Often in a campaign with lofty rhetoric and confusing figures, politicians must seek out ways to connect with voters. And what better medium than sports, where many people turn for a reprieve from the esoteric and ideological world of Washington?
When the partnership works best, sports can reveal another side of politicians: As softer, more relatable people. But when something goes wrong, it can turn into a blunder replayed on cable news for days on end.
During this campaign cycle, there have been no shortage of sports-related flubs by both parties, with the most recent error coming on Wednesday, when Republican vice presidential nominee Paul Ryan stopped by a Cleveland Browns practice and confused quarterbacks Brandon Weeden and Colt McCoy. Ryan explained his mistake by saying that it's hard to distinguish the quarterbacks because they are normally seen wearing helmets.
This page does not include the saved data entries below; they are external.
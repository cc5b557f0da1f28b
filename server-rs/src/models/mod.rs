pub mod admin;
pub mod auth;
pub mod notifications;

pub use admin::*;
pub use auth::*;
pub use notifications::*;
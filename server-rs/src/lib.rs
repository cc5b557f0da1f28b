use axum::{
    http::HeaderValue,
    middleware as axum_mw,
    routing::{delete, get, post},
    Router,
};
use match_engine::{Clock, Dispatcher, DocumentStore, IdentityProvider, Workflow};
use std::sync::Arc;
use tower_http::compression::CompressionLayer;
use tower_http::cors::{AllowOrigin, Any, CorsLayer};
use tower_http::trace::TraceLayer;

pub mod config;
pub mod db;
pub mod error;
pub mod identity;
pub mod middleware;
pub mod models;
pub mod routes;

use config::Config;
use identity::LocalIdentityProvider;
use middleware::rate_limit::RateLimiter;

#[derive(Clone)]
pub struct AppState {
    pub workflow: Workflow,
    pub identity: Arc<dyn IdentityProvider>,
    pub config: Arc<Config>,
    pub rate_limiter: RateLimiter,
    pub write_rate_limiter: RateLimiter,
    /// Set when the store is PostgreSQL; used by the health check.
    pub db: Option<sqlx::PgPool>,
}

impl AppState {
    /// The dispatcher must be driven for notifications to reach the store.
    pub fn new(
        config: Config,
        store: Arc<dyn DocumentStore>,
        db: Option<sqlx::PgPool>,
        clock: Arc<dyn Clock>,
    ) -> (Self, Dispatcher) {
        let (workflow, dispatcher) =
            Workflow::new(store.clone(), clock, config.workflow_settings());
        let identity = LocalIdentityProvider::new(
            store.clone(),
            workflow.players.clone(),
            config.jwt.clone(),
        );
        let rate_limiter =
            RateLimiter::new(config.rate_limit.max_requests, config.rate_limit.window_secs);
        let write_rate_limiter =
            RateLimiter::new(config.rate_limit.write_max, config.rate_limit.window_secs);

        let state = Self {
            workflow,
            identity: Arc::new(identity),
            config: Arc::new(config),
            rate_limiter,
            write_rate_limiter,
            db,
        };
        (state, dispatcher)
    }
}

fn cors_layer(origins: &[String]) -> CorsLayer {
    let allow = if origins.iter().any(|o| o == "*") {
        AllowOrigin::from(Any)
    } else {
        AllowOrigin::list(
            origins
                .iter()
                .filter_map(|o| HeaderValue::from_str(o).ok())
                .collect::<Vec<_>>(),
        )
    };
    CorsLayer::new()
        .allow_origin(allow)
        .allow_methods(Any)
        .allow_headers(Any)
}

pub fn build_router(state: AppState) -> Router {
    let cors = cors_layer(&state.config.cors_origins);

    // --- Auth routes (no auth required, except signout/me) ---
    let auth_routes = Router::new()
        .route("/signup", post(routes::auth::sign_up))
        .route("/signin", post(routes::auth::sign_in))
        .route("/signout", post(routes::auth::sign_out))
        .route(
            "/me",
            get(routes::auth::me).layer(axum_mw::from_fn_with_state(
                state.clone(),
                middleware::auth::authenticate,
            )),
        );

    // --- Authenticated routes ---
    let player_routes = Router::new()
        .route("/", get(routes::players::discover))
        .route(
            "/me",
            get(routes::players::get_me).put(routes::players::update_me),
        )
        .route("/:id", get(routes::players::get_player))
        .route("/:id/ratings", get(routes::ratings::player_ratings))
        .layer(axum_mw::from_fn_with_state(
            state.clone(),
            middleware::auth::authenticate,
        ));

    let write_limit = axum_mw::from_fn_with_state(
        state.clone(),
        middleware::rate_limit::write_rate_limit,
    );

    let match_routes = Router::new()
        .route(
            "/",
            get(routes::matches::list_matches).post(routes::matches::create_match),
        )
        .route("/mine", get(routes::matches::my_matches))
        .route("/invitable", get(routes::matches::invitable_matches))
        .route("/:id", get(routes::matches::get_match))
        .route("/:id/join", post(routes::matches::join_match))
        .route("/:id/leave", post(routes::matches::leave_match))
        .route(
            "/:id/invitations",
            post(routes::invitations::send_invitation).layer(write_limit.clone()),
        )
        .route(
            "/:id/requests",
            post(routes::requests::send_request)
                .layer(write_limit)
                .delete(routes::requests::cancel_request),
        )
        .route("/:id/ratings", post(routes::ratings::submit_rating))
        .layer(axum_mw::from_fn_with_state(
            state.clone(),
            middleware::auth::authenticate,
        ));

    let invitation_routes = Router::new()
        .route("/", get(routes::invitations::my_invitations))
        .route("/:id/accept", post(routes::invitations::accept_invitation))
        .route("/:id/decline", post(routes::invitations::decline_invitation))
        .layer(axum_mw::from_fn_with_state(
            state.clone(),
            middleware::auth::authenticate,
        ));

    let request_routes = Router::new()
        .route("/incoming", get(routes::requests::incoming_requests))
        .route("/outgoing", get(routes::requests::outgoing_requests))
        .route("/:id/accept", post(routes::requests::accept_request))
        .route("/:id/reject", post(routes::requests::reject_request))
        .layer(axum_mw::from_fn_with_state(
            state.clone(),
            middleware::auth::authenticate,
        ));

    let notification_routes = Router::new()
        .route("/", get(routes::notifications::list_notifications))
        .route("/read-all", post(routes::notifications::mark_all_read))
        .route("/:id/read", post(routes::notifications::mark_read))
        .route("/:id", delete(routes::notifications::delete_notification))
        .layer(axum_mw::from_fn_with_state(
            state.clone(),
            middleware::auth::authenticate,
        ));

    let admin_routes = Router::new()
        .route("/users", get(routes::admin::list_users))
        .route("/users/:id/role", post(routes::admin::set_role))
        .route("/matches", get(routes::admin::list_matches))
        .route("/matches/:id", delete(routes::admin::delete_match))
        .layer(axum_mw::from_fn(middleware::admin::require_admin))
        .layer(axum_mw::from_fn_with_state(
            state.clone(),
            middleware::auth::authenticate,
        ));

    // --- Compose full API ---
    let api = Router::new()
        .nest("/auth", auth_routes)
        .nest("/players", player_routes)
        .nest("/matches", match_routes)
        .nest("/invitations", invitation_routes)
        .nest("/requests", request_routes)
        .nest("/notifications", notification_routes)
        .nest("/admin", admin_routes);

    Router::new()
        .nest("/api/v1", api)
        .route("/health", get(routes::health::health))
        // Global middleware
        .layer(axum_mw::from_fn_with_state(
            state.clone(),
            middleware::rate_limit::rate_limit,
        ))
        .layer(TraceLayer::new_for_http())
        .layer(CompressionLayer::new())
        .layer(cors)
        .with_state(state)
}
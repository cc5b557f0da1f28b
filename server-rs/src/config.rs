use std::env;

use match_engine::Settings;

#[derive(Clone, Debug)]
pub struct Config {
    pub port: u16,
    pub cors_origins: Vec<String>,
    pub store: StoreConfig,
    pub db: DbConfig,
    pub jwt: JwtConfig,
    pub rate_limit: RateLimitConfig,
    pub workflow: WorkflowConfig,
}

#[derive(Clone, Copy, Debug, PartialEq, Eq)]
pub enum StoreBackend {
    Postgres,
    Memory,
}

#[derive(Clone, Debug)]
pub struct StoreConfig {
    pub backend: StoreBackend,
}

#[derive(Clone, Debug)]
pub struct DbConfig {
    pub host: String,
    pub port: u16,
    pub database: String,
    pub user: String,
    pub password: String,
    pub pool_min: u32,
    pub pool_max: u32,
}

#[derive(Clone, Debug)]
pub struct JwtConfig {
    pub secret: String,
    pub access_expiry_secs: i64,
    pub bcrypt_cost: u32,
}

#[derive(Clone, Debug)]
pub struct RateLimitConfig {
    pub window_secs: u64,
    pub max_requests: u32,
    /// Invitation and join-request creation.
    pub write_max: u32,
}

#[derive(Clone, Debug)]
pub struct WorkflowConfig {
    pub max_conflict_retries: u32,
    pub notify_max_attempts: u32,
    pub notify_backoff_ms: u64,
    pub reminder_lead_minutes: i64,
    /// 0 disables the sweep.
    pub reminder_sweep_secs: u64,
}

fn env_or(key: &str, default: &str) -> String {
    env::var(key).unwrap_or_else(|_| default.to_string())
}

fn env_or_parse<T: std::str::FromStr>(key: &str, default: T) -> T {
    env::var(key)
        .ok()
        .and_then(|v| v.parse().ok())
        .unwrap_or(default)
}

impl Config {
    pub fn from_env() -> Self {
        Self {
            port: env_or_parse("PORT", 3000),
            cors_origins: env_or("CORS_ORIGINS", "http://localhost:5173,http://localhost:8080")
                .split(',')
                .map(|s| s.trim().to_string())
                .filter(|s| !s.is_empty())
                .collect(),
            store: StoreConfig {
                backend: match env_or("STORE_BACKEND", "postgres").to_lowercase().as_str() {
                    "memory" => StoreBackend::Memory,
                    _ => StoreBackend::Postgres,
                },
            },
            db: DbConfig {
                host: env_or("DB_HOST", "localhost"),
                port: env_or_parse("DB_PORT", 5432),
                database: env_or("DB_NAME", "padel_mate"),
                user: env_or("DB_USER", "padel"),
                password: env_or("DB_PASSWORD", ""),
                pool_min: env_or_parse("DB_POOL_MIN", 2),
                pool_max: env_or_parse("DB_POOL_MAX", 20),
            },
            jwt: JwtConfig {
                secret: env_or("JWT_SECRET", "change-me-to-a-secure-random-string"),
                access_expiry_secs: parse_duration_to_secs(&env_or("JWT_ACCESS_EXPIRY", "7d")),
                bcrypt_cost: env_or_parse("BCRYPT_COST", bcrypt::DEFAULT_COST),
            },
            rate_limit: RateLimitConfig {
                window_secs: 60,
                max_requests: env_or_parse("RATE_LIMIT_MAX", 100),
                write_max: env_or_parse("RATE_LIMIT_WRITE", 20),
            },
            workflow: WorkflowConfig {
                max_conflict_retries: env_or_parse("WORKFLOW_MAX_CONFLICT_RETRIES", 5),
                notify_max_attempts: env_or_parse("NOTIFY_MAX_ATTEMPTS", 5),
                notify_backoff_ms: env_or_parse("NOTIFY_BACKOFF_MS", 200),
                reminder_lead_minutes: env_or_parse("REMINDER_LEAD_MINUTES", 120),
                reminder_sweep_secs: env_or_parse("REMINDER_SWEEP_SECS", 300),
            },
        }
    }

    pub fn database_url(&self) -> String {
        if let Ok(url) = env::var("DATABASE_URL") {
            return url;
        }
        format!(
            "postgres://{}:{}@{}:{}/{}",
            self.db.user, self.db.password, self.db.host, self.db.port, self.db.database
        )
    }

    pub fn workflow_settings(&self) -> Settings {
        Settings {
            max_conflict_retries: self.workflow.max_conflict_retries,
            reminder_lead: chrono::Duration::minutes(self.workflow.reminder_lead_minutes),
            notify_max_attempts: self.workflow.notify_max_attempts,
            notify_backoff: std::time::Duration::from_millis(self.workflow.notify_backoff_ms),
        }
    }
}

fn parse_duration_to_secs(s: &str) -> i64 {
    let s = s.trim();
    let Some(unit) = s.chars().last() else {
        return 3600;
    };
    let num_str = &s[..s.len() - unit.len_utf8()];
    let num: i64 = num_str.parse().unwrap_or(1);
    match unit {
        's' => num,
        'm' => num * 60,
        'h' => num * 3600,
        'd' => num * 86400,
        _ => s.parse().unwrap_or(3600),
    }
}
During Ryan and Mitt Romney's first joint town hall meeting in late August, they took a question from a man wearing a New York Yankees shirt. Romney stopped the man's question and told a story about an appearance where he was asked about the Red Sox trading outfielder Johnny Damon to the Yankees.
"I said if it proves one thing," said the former Massachusetts governor, "we all hate Yankees."
Luckily for Romney, Ryan made a quick save, telling the man, "But not you, sir. We love you."
A few weeks earlier, President Obama was involved in his own Red Sox-related gaffe. The president was booed in Boston after attempting to make a joke about the Red Sox's recently departed slugger, Kevin Youkilis.
Obama was thrown off by the response to his joke, saying, "I didn’t anticipate boos out of here." But someone in the audience yelled "We still love you!", and the crowd applauded and forgave the commander-in-chief.
The next day, Obama accidentally called Miami's NBA team the "Miami Heats."
Fortunately for the candidates, none of these gaffes has majorly impacted their campaigns.